The bride herself has no role to play in her wedding ceremony, as the nikkah is essentially a procedure whereby the groom accepts a proposal from the bride’s father, to marry her to him. Because of this, many brides choose not to go to their nikkah, and await their groom at their home, or in a hall close to the mosque.
Nevertheless, more and more brides are beginning to visit the mosque since the nikkah is what makes the marriage official, and they don’t want to miss that. Female guests keep the bride company, wherever she may be, while the male guests escort the groom.
Although this does not usually take the place of the wedding reception, light snacks and desserts are served at a small gathering after the nikkah. This is a rather emotional time for the couple because they see each other as husband and wife for the first time.
They share an intimate moment as they slide on each other’s wedding bands. The classic “you may kiss the bride” moment isn’t a rite of passage at a Muslim wedding, but he’ll probably give her a peck on the cheek or forehead.
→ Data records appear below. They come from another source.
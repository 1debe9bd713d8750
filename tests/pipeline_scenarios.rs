// End-to-end batch runs over fake collaborators

use async_trait::async_trait;
use parking_lot::Mutex;
use std::collections::{BTreeMap, HashMap};
use std::sync::atomic::{AtomicUsize, Ordering};
use std::sync::Arc;
use std::time::Duration;

use catalog_enrichment::core::errors::ServiceResult;
use catalog_enrichment::core::types::{
    Classification, CompetitorCandidate, CompetitorDetail, ConfidenceLevel, DeferralReason,
    FieldCompletion, FieldSource, Item, MarketSearch, MarketSignal, PhaseName, PhaseOutput,
    ProfitEstimate, RejectReason, SelectionDecision, ShippingQuote,
};
use catalog_enrichment::phases::Collaborators;
use catalog_enrichment::services::{
    AiCompletionService, CalculationService, ClassificationService, CompletionContext,
    InMemoryItemStore, ItemDetailProvider, ItemStore, MarketSearchService, TranslationService,
};
use catalog_enrichment::{
    BatchOrchestrator, Config, ErrorKind, Metrics, RecordingSleeper, SelectionGate, ServiceError,
};

/// Tracks peak concurrency and scripts failures per item id
#[derive(Default)]
struct FakeClassifier {
    in_flight: AtomicUsize,
    peak: AtomicUsize,
    /// item id -> remaining 503 responses before success
    transient: Mutex<HashMap<String, usize>>,
    attempts: Mutex<HashMap<String, usize>>,
}

#[async_trait]
impl ClassificationService for FakeClassifier {
    async fn classify(&self, item: &Item) -> ServiceResult<Classification> {
        *self.attempts.lock().entry(item.id.clone()).or_default() += 1;
        let now = self.in_flight.fetch_add(1, Ordering::SeqCst) + 1;
        self.peak.fetch_max(now, Ordering::SeqCst);
        tokio::time::sleep(Duration::from_millis(5)).await;
        self.in_flight.fetch_sub(1, Ordering::SeqCst);

        if item.title == "gone" {
            return Err(ServiceError::from_status(404, "no such product"));
        }
        if let Some(remaining) = self.transient.lock().get_mut(&item.id) {
            if *remaining > 0 {
                *remaining -= 1;
                return Err(ServiceError::from_status(503, "overloaded"));
            }
        }
        Ok(Classification {
            category: "Kitchen".to_string(),
            category_id: "k-100".to_string(),
            hs_code: Some("7323.93".to_string()),
        })
    }
}

struct FakeCalculation;

#[async_trait]
impl CalculationService for FakeCalculation {
    async fn compute_shipping(&self, item: &Item) -> ServiceResult<ShippingQuote> {
        Ok(ShippingQuote {
            cost: item.weight_g.unwrap_or(0.0) / 100.0,
        })
    }

    async fn compute_profit(&self, item: &Item) -> ServiceResult<ProfitEstimate> {
        let price = item.price.unwrap_or(0.0);
        let costs = item.cost.unwrap_or(0.0) + item.shipping_cost.unwrap_or(0.0);
        Ok(ProfitEstimate {
            margin: (price - costs) / price,
        })
    }
}

struct FakeMarket;

#[async_trait]
impl MarketSearchService for FakeMarket {
    async fn search_competitors(&self, item: &Item) -> ServiceResult<MarketSearch> {
        Ok(MarketSearch {
            candidates: vec![CompetitorCandidate {
                external_item_id: format!("c-{}", item.id),
                title: format!("{} (used)", item.title),
                price: 28.0,
                match_confidence: 0.9,
                specifics: BTreeMap::new(),
            }],
            signal: Some(MarketSignal {
                sold_count: 25,
                avg_price: 27.0,
                recommended_price: 29.0,
                demand_score: 60,
                confidence_level: ConfidenceLevel::Mid,
            }),
        })
    }
}

struct FakeDetail;

#[async_trait]
impl ItemDetailProvider for FakeDetail {
    fn name(&self) -> &str {
        "primary"
    }

    async fn fetch_detail(&self, external_item_id: &str) -> ServiceResult<CompetitorDetail> {
        Ok(detail(external_item_id))
    }
}

/// Answers every completion request with the current script, asked for or not
#[derive(Default)]
struct ScriptedAi {
    script: Mutex<Vec<FieldCompletion>>,
}

impl ScriptedAi {
    fn answer(&self, field: &str, value: &str, confidence: f64) {
        *self.script.lock() = vec![FieldCompletion {
            field: field.to_string(),
            value: value.to_string(),
            confidence,
            reasoning: String::new(),
        }];
    }
}

#[async_trait]
impl AiCompletionService for ScriptedAi {
    async fn complete(
        &self,
        _item: &Item,
        _context: &CompletionContext,
        _missing_fields: &[String],
    ) -> ServiceResult<Vec<FieldCompletion>> {
        Ok(self.script.lock().clone())
    }
}

#[async_trait]
impl TranslationService for ScriptedAi {
    async fn translate(&self, text: &str, _target_language: &str) -> ServiceResult<String> {
        Ok(text.to_uppercase())
    }
}

fn detail(external_item_id: &str) -> CompetitorDetail {
    CompetitorDetail {
        external_item_id: external_item_id.to_string(),
        provider: String::new(),
        specifics: BTreeMap::new(),
        weight_g: None,
        dimensions: None,
        origin_country: None,
        brand: Some("Acme".to_string()),
    }
}

fn catalog_item(id: usize) -> Item {
    let mut item = Item::new(id.to_string(), format!("Enamel pot {}", id));
    item.price = Some(30.0);
    item.cost = Some(10.0);
    item.weight_g = Some(500.0);
    item
}

fn ids(n: usize) -> Vec<String> {
    (1..=n).map(|i| i.to_string()).collect()
}

struct Harness {
    orchestrator: BatchOrchestrator,
    gate: Arc<SelectionGate>,
    store: InMemoryItemStore,
    sleeper: RecordingSleeper,
    classifier: Arc<FakeClassifier>,
    ai: Arc<ScriptedAi>,
}

fn harness(items: Vec<Item>) -> Harness {
    let config = Config::default();
    let store = InMemoryItemStore::with_items(items);
    let gate = Arc::new(SelectionGate::new());
    let sleeper = RecordingSleeper::new();
    let classifier = Arc::new(FakeClassifier::default());
    let ai = Arc::new(ScriptedAi::default());

    let collaborators = Collaborators {
        classification: classifier.clone(),
        calculation: Arc::new(FakeCalculation),
        market_search: Arc::new(FakeMarket),
        detail_providers: vec![Arc::new(FakeDetail) as Arc<dyn ItemDetailProvider>],
        ai: ai.clone(),
        translation: ai.clone(),
    };

    let orchestrator = BatchOrchestrator::from_config(
        &config,
        collaborators,
        Arc::new(store.clone()),
        gate.clone(),
        Metrics::new(),
        Arc::new(sleeper.clone()),
    );

    Harness {
        orchestrator,
        gate,
        store,
        sleeper,
        classifier,
        ai,
    }
}

#[tokio::test]
async fn twelve_items_run_in_three_chunks() {
    let h = harness((1..=12).map(catalog_item).collect());

    let report = h
        .orchestrator
        .run_phase(PhaseName::Classify, &ids(12))
        .await
        .unwrap();

    assert_eq!((report.total, report.succeeded, report.failed), (12, 12, 0));
    assert_eq!(h.classifier.peak.load(Ordering::SeqCst), 5);
    // Chunks of 5, 5 and 2: a pause between chunks, none after the last
    assert_eq!(h.sleeper.recorded(), vec![Duration::from_millis(2000); 2]);
    assert_eq!(
        h.store.get("7").await.unwrap().category.as_deref(),
        Some("Kitchen")
    );
}

#[tokio::test]
async fn transient_failures_retry_with_backoff_and_not_found_does_not() {
    let mut gone = Item::new("2", "gone");
    gone.weight_g = Some(100.0);
    let h = harness(vec![catalog_item(1), gone]);
    h.classifier.transient.lock().insert("1".to_string(), 2);

    let report = h
        .orchestrator
        .run_phase(PhaseName::Classify, &ids(2))
        .await
        .unwrap();

    assert_eq!((report.succeeded, report.failed), (1, 1));
    let attempts = h.classifier.attempts.lock().clone();
    assert_eq!(attempts["1"], 3);
    assert_eq!(attempts["2"], 1);
    assert_eq!(
        h.sleeper.recorded(),
        vec![Duration::from_millis(1000), Duration::from_millis(2000)]
    );

    let failed = report.results.iter().find(|r| !r.success).unwrap();
    assert_eq!(failed.item_id, "2");
    assert_eq!(failed.error_kind, Some(ErrorKind::NotFound));
}

#[tokio::test]
async fn chain_pauses_at_gate_and_resumes_after_selection() {
    let h = harness((1..=3).map(catalog_item).collect());
    h.ai.answer("material", "steel", 0.8);

    let first = h.orchestrator.run_all(&ids(3)).await;

    assert!(first.halted_at.is_none());
    assert_eq!(first.awaiting_selection, ids(3));
    assert!(!first.fully_advanced());
    let fetch = first.phases.last().unwrap();
    assert_eq!(fetch.phase, "fetch-detail");
    assert_eq!(fetch.total, 0);
    assert!(fetch
        .deferred
        .iter()
        .all(|d| d.reason == DeferralReason::AwaitingSelection));
    assert_eq!(h.gate.pending().len(), 3);

    h.gate
        .resolve("1", SelectionDecision::Choose { external_item_id: "c-1".into() })
        .unwrap();
    h.gate.resolve("2", SelectionDecision::Skip).unwrap();
    h.gate
        .resolve("3", SelectionDecision::Choose { external_item_id: "c-3".into() })
        .unwrap();

    let second = h.orchestrator.run_from(PhaseName::FetchDetail, &ids(3)).await;

    assert!(second.overall_success);
    assert!(second.awaiting_selection.is_empty());
    assert!(second.fully_advanced());
    let fetch = &second.phases[0];
    assert_eq!((fetch.succeeded, fetch.failed), (2, 0));
    assert_eq!(fetch.deferred.len(), 1);
    assert_eq!(fetch.deferred[0].item_id, "2");
    assert_eq!(fetch.deferred[0].reason, DeferralReason::SelectionSkipped);
    let phases: Vec<_> = second.phases.iter().map(|p| p.phase.as_str()).collect();
    assert_eq!(phases, vec!["fetch-detail", "ai-complete", "score"]);
    // The skipped item rejoins after the detail fetch
    assert_eq!((second.phases[1].total, second.phases[1].succeeded), (3, 3));
    assert_eq!((second.phases[2].total, second.phases[2].succeeded), (3, 3));

    let enriched = h.store.get("1").await.unwrap();
    assert_eq!(enriched.competitor.as_ref().unwrap().provider, "primary");
    assert_eq!(enriched.attribute("brand").unwrap().source, FieldSource::Market);
    assert_eq!(enriched.attribute("material").unwrap().value, "steel");
    assert!(enriched.score.is_some());
    // Score ends the selection cycle
    assert_eq!(h.gate.state("1"), None);

    let skipped = h.store.get("2").await.unwrap();
    assert!(skipped.competitor.is_none());
    assert_eq!(skipped.attribute("material").unwrap().value, "steel");
    assert!(skipped.score.is_some());
    assert_eq!(h.gate.state("2"), None);
}

#[tokio::test]
async fn low_confidence_rerun_keeps_earlier_ai_value() {
    let mut item = catalog_item(1);
    item.competitor = Some(detail("c-1"));
    let h = harness(vec![item]);

    h.ai.answer("material", "steel", 0.8);
    let first = h
        .orchestrator
        .run_phase(PhaseName::AiComplete, &ids(1))
        .await
        .unwrap();
    match first.results[0].data {
        Some(PhaseOutput::Completed(ref outcome)) => {
            assert_eq!(outcome.applied_fields, vec!["material".to_string()])
        }
        ref other => panic!("unexpected output {:?}", other),
    }

    h.ai.answer("material", "aluminium", 0.5);
    let second = h
        .orchestrator
        .run_phase(PhaseName::AiComplete, &ids(1))
        .await
        .unwrap();
    assert_eq!(second.succeeded, 1);
    match second.results[0].data {
        Some(PhaseOutput::Completed(ref outcome)) => {
            assert!(outcome.applied_fields.is_empty());
            assert_eq!(outcome.rejected_fields[0].reason, RejectReason::LowConfidence);
        }
        ref other => panic!("unexpected output {:?}", other),
    }

    // A confident answer does not replace a value the item already has either
    h.ai.answer("material", "iron", 0.95);
    let third = h
        .orchestrator
        .run_phase(PhaseName::AiComplete, &ids(1))
        .await
        .unwrap();
    match third.results[0].data {
        Some(PhaseOutput::Completed(ref outcome)) => {
            assert!(outcome.applied_fields.is_empty());
            assert_eq!(outcome.rejected_fields[0].reason, RejectReason::AlreadyFilled);
        }
        ref other => panic!("unexpected output {:?}", other),
    }

    let stored = h.store.get("1").await.unwrap();
    let material = stored.attribute("material").unwrap();
    assert_eq!(material.value, "steel");
    assert_eq!(material.source, FieldSource::Ai { confidence: 0.8 });
}

#[tokio::test]
async fn gated_phase_without_selection_defers_instead_of_failing() {
    let h = harness(vec![catalog_item(1)]);

    let report = h
        .orchestrator
        .run_phase(PhaseName::FetchDetail, &ids(1))
        .await
        .unwrap();

    assert_eq!((report.total, report.failed), (0, 0));
    assert_eq!(report.deferred[0].reason, DeferralReason::NoSelection);
}

#[tokio::test]
async fn translate_runs_outside_the_chain() {
    let h = harness(vec![catalog_item(1)]);

    let report = h
        .orchestrator
        .run_phase(PhaseName::Translate, &ids(1))
        .await
        .unwrap();

    assert_eq!(report.succeeded, 1);
    assert_eq!(
        h.store.get("1").await.unwrap().translated_title.as_deref(),
        Some("ENAMEL POT 1")
    );
}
In most cases, traditional religious or cultural garments are worn for the nikkah, and Western garments are donned for the reception. With the wide range of attire on show, weddings are like fashion parades with the bridal couple as the star act.
For the groom, traditional religious clothes would be a long, white robe, sometimes worn with a turban, or a hat known as a fez. In the Indian culture, it is customary for the groom to wear a kurta, an ensemble consisting of a long top and pants. He then changes in to a suit or tuxedo for the reception. Looking at his outfit changes, he pretty much goes from Sheik/Bollywood movie star to James Bond within a day.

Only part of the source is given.